Volume 93, Issue 56
Wednesday, January 26, 2000
|ARTS AND ENTERTAINMENT
Comic legend gets animated
Graphic by Jerry Robinson
By Luke Rundle
Jerry Robinson may not be a household name to modern comic book fans, but it should be.
Besides being an artist behind one of the world's oldest and greatest cartoon superheroes, Robinson created venues for artists around the world to showcase their talents. He has also fought countless court battles on behalf of oppressed cartoonists for their simple right to freedom of expression. In terms of this art form, Robinson is seen as more than a pioneer he's nothing short of a Messiah.
Robinson fell into the cartoon industry as a journalism student at New York's Columbia University, bumping into future Batman creator Bob Kane at a tennis match. Kane needed a crew to help get his pet project launched in 1939 and Robinson enlisted to earn some extra cash.
"I just thought of it originally as a way of earning my way through college," Robinson laughs. "Then I got very interested in the art form as a means of telling a story through the combination of pictures and words and now here I am, so many years later, still involved in cartooning in one form or another."
Contributing to the success of a legendary comic book wasn't enough for Robinson, as he went on to create the form's first supervillain, the Joker. "At the time I created the Joker, there were really no supervillains in the comic books. Most of the villains in Batman were small-time crooks that Batman would fight," Robinson remembers.
"From my studies of literature, I knew all great heroes had protagonists, so I volunteered to write a story, which they gladly accepted. When I set out to write, I immediately thought of creating a villain that would make the story exciting and hence, Batman had a more worthy opponent. Somebody bizarre and larger than life who was a contradiction in terms one with a sense of humour. So that was the genesis of the Joker."
An accomplished artist, writer, historian and curator, Robinson is currently the president and editorial director of the Cartoonists and Writer's Syndicate, which syndicates and exhibits the work of 550 leading cartoonists and graphic artists from over 50 countries worldwide.
Robinson's syndicate is a result of monetary greed, but of a philanthropic necessity. "I had entertained the soldiers during World War II, travelled all around the army camps in Japan, Korea, Morocco, up to the front lines with small groups of cartoonists," Robinson recalls. "We would meet with the local cartoonists, some of the greats around the world, which we would never see or hear of in the U.S., nor are they seen outside of their own country. So I did a book based on that idea called The 1970's: Best Political Cartoons of the Decade. That was successful and I thought, if I could think of a mechanism to bring the fine work of these artists to American newspapers, it would add another dimension of understanding, internationally. "
Understandably, he is more than a little proud of his baby. However, for Robinson, the most rewarding feature of CWS is the hope it brings to artists, in offering rewards for their endeavours.
"This [CWS] has meant a lot to artists abroad, where the [American] dollar has so much value in terms of their own currency," Robinson explains. "I brought royalties to Russia and the artists were just collapsing out of joy. One artist said that he could live four or five years on them, so that's been a source of satisfaction."

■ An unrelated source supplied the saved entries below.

// src/bits.rs
//! Sub-byte pixel field access for the indexed modes.
//!
//! Pixel `(x, y)` in a `bpp`-bit format starts at bit `y*stride*8 + x*bpp`,
//! low bits first within each byte. Fields of 1, 4 or 8 bits never straddle
//! a byte boundary, so every access is a single-byte read-modify-write and
//! neighboring pixels are never disturbed.

const fn field_mask(bpp: u32) -> u32 {
    (1 << bpp) - 1
}

/// Reads a `bpp`-bit pixel field. `bpp` must be 1, 4 or 8.
pub(crate) fn get_bits(buffer: &[u8], stride: usize, x: usize, y: usize, bpp: u32) -> u32 {
    debug_assert!(matches!(bpp, 1 | 4 | 8));
    let bit_offset = y * stride * 8 + x * bpp as usize;
    let shift = (bit_offset % 8) as u32;
    (buffer[bit_offset / 8] as u32 >> shift) & field_mask(bpp)
}

/// Writes a `bpp`-bit pixel field. Excess bits of `value` are dropped.
pub(crate) fn set_bits(buffer: &mut [u8], stride: usize, x: usize, y: usize, value: u32, bpp: u32) {
    debug_assert!(matches!(bpp, 1 | 4 | 8));
    let bit_offset = y * stride * 8 + x * bpp as usize;
    let shift = (bit_offset % 8) as u32;
    let mask = field_mask(bpp);

    let byte = &mut buffer[bit_offset / 8];
    *byte = (*byte & !((mask << shift) as u8)) | (((value & mask) << shift) as u8);
}

#[cfg(test)]
mod tests {
    use super::*;

    #[test]
    fn one_bit_fields_pack_eight_per_byte() {
        let mut buf = [0u8; 4];
        for x in 0..8 {
            set_bits(&mut buf, 4, x, 0, (x % 2) as u32, 1);
        }
        assert_eq!(buf[0], 0b1010_1010);
        for x in 0..8 {
            assert_eq!(get_bits(&buf, 4, x, 0, 1), (x % 2) as u32);
        }
    }

    #[test]
    fn four_bit_fields_pack_two_per_byte() {
        let mut buf = [0u8; 4];
        set_bits(&mut buf, 4, 0, 0, 0xA, 4);
        set_bits(&mut buf, 4, 1, 0, 0x5, 4);
        // Even x sits in the low nibble.
        assert_eq!(buf[0], 0x5A);
        assert_eq!(get_bits(&buf, 4, 0, 0, 4), 0xA);
        assert_eq!(get_bits(&buf, 4, 1, 0, 4), 0x5);
    }

    #[test]
    fn eight_bit_fields_are_byte_addressed() {
        let mut buf = [0u8; 8];
        set_bits(&mut buf, 4, 2, 1, 0xC3, 8);
        assert_eq!(buf[6], 0xC3);
        assert_eq!(get_bits(&buf, 4, 2, 1, 8), 0xC3);
    }

    #[test]
    fn writes_leave_neighbors_alone() {
        let mut buf = [0xFFu8; 2];
        set_bits(&mut buf, 2, 3, 0, 0, 4);
        assert_eq!(buf, [0xFF, 0x0F]);
        set_bits(&mut buf, 2, 2, 0, 0x7, 4);
        assert_eq!(buf, [0xFF, 0x07]);
    }

    #[test]
    fn stride_moves_rows_not_pixels() {
        let mut buf = [0u8; 8];
        set_bits(&mut buf, 4, 0, 1, 1, 1);
        assert_eq!(buf[4], 0x01);
        assert_eq!(get_bits(&buf, 4, 0, 0, 1), 0);
        assert_eq!(get_bits(&buf, 4, 0, 1, 1), 1);
    }

    #[test]
    fn oversized_values_are_masked_to_the_field() {
        let mut buf = [0u8; 4];
        set_bits(&mut buf, 4, 1, 0, 0xFFFF_FFF2, 4);
        assert_eq!(get_bits(&buf, 4, 1, 0, 4), 0x2);
        assert_eq!(buf[0], 0x20);
    }
}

Robinson doesn't just devote his philanthropy to unseen artists, but also to those whose art has been seen and misappropriated against their wishes. He has led creator rights cases for countless artists worldwide, arguing for cases involving copyrights and trademarks, as well as free expression and basic human rights.
Besides aiding the original creators of Superman in their quest for accreditation, Robinson has facilitated the release of jailed and tortured cartoonists in Uruguay and the former Soviet Union.

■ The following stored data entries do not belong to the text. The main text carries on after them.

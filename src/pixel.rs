// src/pixel.rs
//! Pixel mode registry: the closed set of supported pixel encodings and the
//! arithmetic that moves values between a mode's native packing and
//! canonical 8:8:8 RGB.
//!
//! A *native* value is a pixel packed the way its bitmap stores it, widened
//! to `u32`. Multi-byte natives are stored little-endian in the buffer, so
//! the shift tables below describe both the in-register and the on-disk
//! layout (these modes come from the BMP/DIB world, which is little-endian
//! throughout).

use serde::{Deserialize, Serialize};

/// Position and width of one channel inside a packed bitfield value.
#[derive(Debug, Clone, Copy)]
pub(crate) struct Channel {
    pub shift: u32,
    pub bits: u32,
}

impl Channel {
    const fn new(shift: u32, bits: u32) -> Self {
        Self { shift, bits }
    }

    pub(crate) const fn mask(self) -> u32 {
        (1 << self.bits) - 1
    }

    /// Extracts this channel from a native value, widened to 8 bits by
    /// shifting into the high end (low replication bits stay zero, which is
    /// what makes `pack` an exact inverse).
    const fn unpack(self, native: u32) -> u8 {
        (((native >> self.shift) & self.mask()) << (8 - self.bits)) as u8
    }

    /// Narrows an 8-bit channel and places it at this channel's position.
    const fn pack(self, value: u8) -> u32 {
        ((value >> (8 - self.bits)) as u32) << self.shift
    }
}

/// Per-mode channel table. Alpha/padding bits are never read or written.
#[derive(Debug, Clone, Copy)]
pub(crate) struct Bitfield {
    pub red: Channel,
    pub green: Channel,
    pub blue: Channel,
}

const FIELDS_1555: Bitfield = Bitfield {
    red: Channel::new(10, 5),
    green: Channel::new(5, 5),
    blue: Channel::new(0, 5),
};

const FIELDS_565: Bitfield = Bitfield {
    red: Channel::new(11, 5),
    green: Channel::new(5, 6),
    blue: Channel::new(0, 5),
};

// Shared by XRGB8888 and BGR24: blue in the low byte either way.
const FIELDS_888: Bitfield = Bitfield {
    red: Channel::new(16, 8),
    green: Channel::new(8, 8),
    blue: Channel::new(0, 8),
};

/// The closed set of supported pixel encodings.
///
/// Indexed modes carry palette indices; the engine treats them as opaque
/// bit-depth-only values (palette lookup lives with whoever owns the
/// palette, e.g. the BMP decoder).
#[derive(Debug, Clone, Copy, PartialEq, Eq, Hash, Serialize, Deserialize)]
pub enum PixelMode {
    /// 1-bit palette index, 8 pixels per byte.
    Indexed1,
    /// 4-bit palette index, 2 pixels per byte.
    Indexed4,
    /// 8-bit palette index.
    Indexed8,
    /// 16-bit, X:R:G:B 1:5:5:5. The X bit is ignored.
    Xrgb1555,
    /// 16-bit, R:G:B 5:6:5.
    Rgb565,
    /// 24-bit, bytes B,G,R in memory, no padding.
    Bgr24,
    /// 32-bit, X:R:G:B 8:8:8:8. The X byte is ignored.
    Xrgb8888,
}

impl PixelMode {
    pub const fn bits_per_pixel(self) -> u32 {
        match self {
            PixelMode::Indexed1 => 1,
            PixelMode::Indexed4 => 4,
            PixelMode::Indexed8 => 8,
            PixelMode::Xrgb1555 | PixelMode::Rgb565 => 16,
            PixelMode::Bgr24 => 24,
            PixelMode::Xrgb8888 => 32,
        }
    }

    pub const fn is_indexed(self) -> bool {
        matches!(
            self,
            PixelMode::Indexed1 | PixelMode::Indexed4 | PixelMode::Indexed8
        )
    }

    pub(crate) const fn bitfield(self) -> Option<Bitfield> {
        match self {
            PixelMode::Xrgb1555 => Some(FIELDS_1555),
            PixelMode::Rgb565 => Some(FIELDS_565),
            PixelMode::Bgr24 | PixelMode::Xrgb8888 => Some(FIELDS_888),
            _ => None,
        }
    }

    /// Converts a native value of this mode to canonical RGB.
    ///
    /// Indexed values have no intrinsic color and come back black.
    pub fn unpack(self, native: u32) -> (u8, u8, u8) {
        match self.bitfield() {
            Some(bf) => (
                bf.red.unpack(native),
                bf.green.unpack(native),
                bf.blue.unpack(native),
            ),
            None => (0, 0, 0),
        }
    }

    /// Packs canonical RGB into a native value of this mode.
    ///
    /// Indexed modes have no RGB packing and come back zero.
    pub fn pack(self, r: u8, g: u8, b: u8) -> u32 {
        match self.bitfield() {
            Some(bf) => bf.red.pack(r) | bf.green.pack(g) | bf.blue.pack(b),
            None => 0,
        }
    }

    /// Minimum stride in bytes for a row of `width` pixels.
    ///
    /// Rows below 32bpp are padded up to 4-byte alignment, matching the
    /// DIB convention the on-disk formats use.
    pub fn min_stride(self, width: usize) -> usize {
        match self {
            PixelMode::Indexed1 => ((width + 7) / 8 + 3) & !3,
            PixelMode::Indexed4 => ((width + 1) / 2 + 3) & !3,
            PixelMode::Indexed8 => (width + 3) & !3,
            PixelMode::Xrgb1555 | PixelMode::Rgb565 => (width * 2 + 3) & !3,
            PixelMode::Bgr24 => (width * 3 + 3) & !3,
            PixelMode::Xrgb8888 => width * 4,
        }
    }

    /// Recognizes a mode from a bit depth and channel masks, as reported by
    /// DIB headers. All-zero masks select the depth's default layout.
    /// Unsupported combinations return `None`.
    pub fn from_masks(bpp: u16, r_mask: u32, g_mask: u32, b_mask: u32) -> Option<PixelMode> {
        let have_masks = (r_mask | g_mask | b_mask) != 0;
        match bpp {
            1 if !have_masks => Some(PixelMode::Indexed1),
            4 if !have_masks => Some(PixelMode::Indexed4),
            8 if !have_masks => Some(PixelMode::Indexed8),
            16 => match (r_mask, g_mask, b_mask) {
                (0xF800, 0x07E0, 0x001F) => Some(PixelMode::Rgb565),
                (0x7C00, 0x03E0, 0x001F) | (0, 0, 0) => Some(PixelMode::Xrgb1555),
                _ => None,
            },
            24 if !have_masks => Some(PixelMode::Bgr24),
            32 => match (r_mask, g_mask, b_mask) {
                (0x00FF_0000, 0x0000_FF00, 0x0000_00FF) | (0, 0, 0) => Some(PixelMode::Xrgb8888),
                _ => None,
            },
            _ => None,
        }
    }
}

A look at the current landscape of the comic industry from Robinson brings nothing but hopeful promise. "I think the field is evolving [it] always has and I think it's always reflected technology," he says.
"It's going to change and get to a different and wider audience with the web and films and so forth, since there's more being done and more widely circulated. I think it's a fascinating field, a unique method of expression."
Robinson's visit to Western, which was originally scheduled for today, has been postponed until Feb. 2.